In one of his recent podcasts, Mark shared stories about little baking nightmares, OK, mistakes, he went through. It'd be fun to hear how you messed up, and how you recovered (if you did). Please let me know if it's OK to share your story, and if it's OK to use your name. I'll think of a few great stories of my own to share.
But wait! There's more! Beth has been staging some excellent content and sharing it through our Bake With Mike Facebook page almost every day! If you are into Facebook, please check us out.
Before we talk about baking, a last shot at marketing – in the end, you will live and die by your marketing. I can’t tell you how many mediocre – or worse - bakeries are thriving because they market well. And how many good and great bakeries die on the vine because they didn’t market well.
Some things to do – anywhere you go, anyone you talk to, talk about bread and your bakery. Print business cards which have (date limited) coupons on the back. Hand them out freely.

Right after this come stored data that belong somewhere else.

//! End-to-end scenarios exercising the recorder, storage, retention, and
//! export surfaces together through the public API (spec §8 "Concrete
//! end-to-end scenarios").

use std::path::PathBuf;
use std::sync::Arc;

use chrono::{Duration as ChronoDuration, Utc};
use rust_decimal::Decimal;
use tokio_util::sync::CancellationToken;

use evidence_pipeline::export::{export_csv_stream, CsvExportOptions};
use evidence_pipeline::record::{PolicyDecision, QueryFilter, Status};
use evidence_pipeline::recorder::{Recorder, RecorderConfig, RequestInput, ResponseInput};
use evidence_pipeline::retention::{Pruner, RetentionConfig};
use evidence_pipeline::storage::{MemoryBackend, Storage};

fn request(request_id: &str) -> RequestInput {
    RequestInput {
        request_id: request_id.to_string(),
        model: Some("gpt-4".to_string()),
        policy_decision: Some(PolicyDecision::Allow),
        ..Default::default()
    }
}

#[tokio::test]
async fn scenario_correlation_produces_one_record_with_merged_usage() {
    let storage = Arc::new(MemoryBackend::new());
    let recorder = Recorder::new(RecorderConfig::default(), storage.clone());

    recorder.record_request(request("r1"));
    recorder
        .record_response(ResponseInput {
            request_id: "r1".to_string(),
            response_status: Some(200),
            prompt_tokens: Some(50),
            completion_tokens: Some(20),
            actual_cost: Some(Decimal::new(7, 3)),
            ..Default::default()
        })
        .await
        .unwrap();
    recorder.close().await;

    let cancel = CancellationToken::new();
    let records = storage.query(&QueryFilter::new(), &cancel).await.unwrap();
    assert_eq!(records.len(), 1);
    assert_eq!(records[0].request_id, "r1");
    assert_eq!(records[0].total_tokens, Some(70));
    assert_eq!(records[0].actual_cost, Some(Decimal::new(7, 3)));
}

#[tokio::test(flavor = "multi_thread")]
async fn scenario_drain_on_shutdown_preserves_every_enqueued_record() {
    let storage = Arc::new(MemoryBackend::new());
    let recorder = Recorder::new(RecorderConfig::default(), storage.clone());

    for i in 0..10 {
        let id = format!("r{i}");
        recorder.record_request(request(&id));
        recorder
            .record_response(ResponseInput {
                request_id: id,
                response_status: Some(200),
                ..Default::default()
            })
            .await
            .unwrap();
    }
    recorder.close().await;

    let cancel = CancellationToken::new();
    let records = storage.query(&QueryFilter::new(), &cancel).await.unwrap();
    assert_eq!(records.len(), 10);
    let mut ids: Vec<_> = records.iter().map(|r| r.request_id.clone()).collect();
    ids.sort();
    let expected: Vec<_> = (0..10).map(|i| format!("r{i}")).collect();
    assert_eq!(ids, expected);
}

#[tokio::test]
async fn scenario_streaming_export_row_count_independent_of_consumer_speed() {
    let storage = Arc::new(MemoryBackend::new());
    let recorder = Recorder::new(RecorderConfig::default(), storage.clone());

    for i in 0..200 {
        let id = format!("r{i}");
        recorder.record_request(request(&id));
        recorder
            .record_response(ResponseInput {
                request_id: id,
                response_status: Some(200),
                ..Default::default()
            })
            .await
            .unwrap();
    }
    recorder.close().await;

    let mut filter = QueryFilter::new();
    filter.limit = Some(200);
    let cancel = CancellationToken::new();
    let stream = storage.query_stream(filter, cancel.clone());

    let mut buf = Vec::new();
    let count = export_csv_stream(stream, CsvExportOptions::default(), &cancel, &mut buf)
        .await
        .unwrap();
    assert_eq!(count, 200);

    let text = String::from_utf8(buf).unwrap();
    assert_eq!(text.lines().count(), 201);
}

#[tokio::test]
async fn scenario_age_based_prune_with_archive() {
    let storage: Arc<dyn Storage> = Arc::new(MemoryBackend::new());
    let recorder = Recorder::new(RecorderConfig::default(), storage.clone());

    let now = Utc::now();
    for (label, age_days) in [("old", 100), ("mid", 95), ("recent", 1)] {
        let mut req = request(label);
        req.request_time = Some(now - ChronoDuration::days(age_days));
        recorder.record_request(req);
        recorder
            .record_response(ResponseInput {
                request_id: label.to_string(),
                response_status: Some(200),
                ..Default::default()
            })
            .await
            .unwrap();
    }
    recorder.close().await;

    let dir = tempfile::tempdir().unwrap();
    let config = RetentionConfig {
        retention_days: 90,
        max_records: 0,
        prune_schedule: String::new(),
        archive_before_delete: true,
        archive_path: dir.path().to_path_buf(),
    };
    let pruner = Pruner::new(config, storage.clone());
    let deleted = pruner.prune().await.unwrap();
    assert_eq!(deleted, 2);

    let cancel = CancellationToken::new();
    let remaining = storage.query(&QueryFilter::new(), &cancel).await.unwrap();
    assert_eq!(remaining.len(), 1);
    assert_eq!(remaining[0].request_id, "recent");

    let mut entries = std::fs::read_dir(dir.path()).unwrap();
    let entry = entries.next().unwrap().unwrap();
    assert!(entries.next().is_none());
    let contents = std::fs::read_to_string(entry.path()).unwrap();
    let archived: Vec<serde_json::Value> = serde_json::from_str(&contents).unwrap();
    assert_eq!(archived.len(), 2);
}

#[tokio::test]
async fn scenario_count_based_prune_keeps_newest_oldest_first() {
    let storage: Arc<dyn Storage> = Arc::new(MemoryBackend::new());
    let recorder = Recorder::new(RecorderConfig::default(), storage.clone());

    let base = Utc::now() - ChronoDuration::days(200);
    for i in 0..150 {
        let id = format!("r{i}");
        let mut req = request(&id);
        req.request_time = Some(base + ChronoDuration::minutes(i));
        recorder.record_request(req);
        recorder
            .record_response(ResponseInput {
                request_id: id,
                response_status: Some(200),
                ..Default::default()
            })
            .await
            .unwrap();
    }
    recorder.close().await;

    let config = RetentionConfig {
        retention_days: 0,
        max_records: 80,
        prune_schedule: String::new(),
        archive_before_delete: false,
        archive_path: PathBuf::from("./unused"),
    };
    let pruner = Pruner::new(config, storage.clone());
    pruner.prune().await.unwrap();

    let cancel = CancellationToken::new();
    let mut filter = QueryFilter::new();
    filter.limit = Some(200);
    let remaining = storage.query(&filter, &cancel).await.unwrap();
    assert_eq!(remaining.len(), 80);
    let min_request_time = remaining.iter().map(|r| r.request_time).min().unwrap();
    // The 71st inserted record (index 70) is the oldest survivor.
    assert_eq!(min_request_time, base + ChronoDuration::minutes(70));
}

#[tokio::test]
async fn scenario_status_filter_overlap() {
    let storage = Arc::new(MemoryBackend::new());
    let recorder = Recorder::new(RecorderConfig::default(), storage.clone());

    recorder.record_request(request("a"));
    recorder
        .record_response(ResponseInput {
            request_id: "a".to_string(),
            response_status: Some(200),
            ..Default::default()
        })
        .await
        .unwrap();

    recorder.record_request(request("b"));
    recorder
        .record_response(ResponseInput {
            request_id: "b".to_string(),
            error: Some("timeout".to_string()),
            error_type: Some("upstream_timeout".to_string()),
            ..Default::default()
        })
        .await
        .unwrap();

    let mut blocked_request = request("c");
    blocked_request.policy_decision = Some(PolicyDecision::Block);
    blocked_request.block_reason = Some("policy violation".to_string());
    recorder.record_request(blocked_request);
    recorder
        .record_response(ResponseInput {
            request_id: "c".to_string(),
            ..Default::default()
        })
        .await
        .unwrap();

    recorder.close().await;

    let cancel = CancellationToken::new();
    let mut success_filter = QueryFilter::new();
    success_filter.status = Some(Status::Success);
    let success = storage.query(&success_filter, &cancel).await.unwrap();
    let mut success_ids: Vec<_> = success.iter().map(|r| r.request_id.clone()).collect();
    success_ids.sort();
    assert_eq!(success_ids, vec!["a", "c"]);

    let mut error_filter = QueryFilter::new();
    error_filter.status = Some(Status::Error);
    let errors = storage.query(&error_filter, &cancel).await.unwrap();
    assert_eq!(errors.len(), 1);
    assert_eq!(errors[0].request_id, "b");

    let mut blocked_filter = QueryFilter::new();
    blocked_filter.status = Some(Status::Blocked);
    let blocked = storage.query(&blocked_filter, &cancel).await.unwrap();
    assert_eq!(blocked.len(), 1);
    assert_eq!(blocked[0].request_id, "c");
}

If your community has online community bulletin boards, participate and mention your bakery. If your community has a Facebook page, get involved. Speaking of Facebook – your bakery has a Facebook page, doesn’t it? How about Twitter (mention where you’re selling today, when and what you’re offering.) I just haven’t gotten into Instagram yet, but you should.
See what sort of school, church, social and businesses associations you can join. When they have an event, provide bread. And business cards.
Web page – I think we’re past the “if you don’t have a web page in the next year, you won’t be in business a year later” phase of internet madness. However, I do think having a good web site is a good thing. There are lots of ways to get a web site online for not much money and have a good Internet presence. In classic Internet marketing, all the social media should be intended to drive traffic to your web site where you have your heaviest marketing message. Where you can do as much selling as the law allows. I recommend avoiding Wix, SquareSpace and other turnkey services – they make it hard to move your content to other services. Before you get in bed with them, look at how to get back out of bed! Still, if the package is affordable, you could do worse.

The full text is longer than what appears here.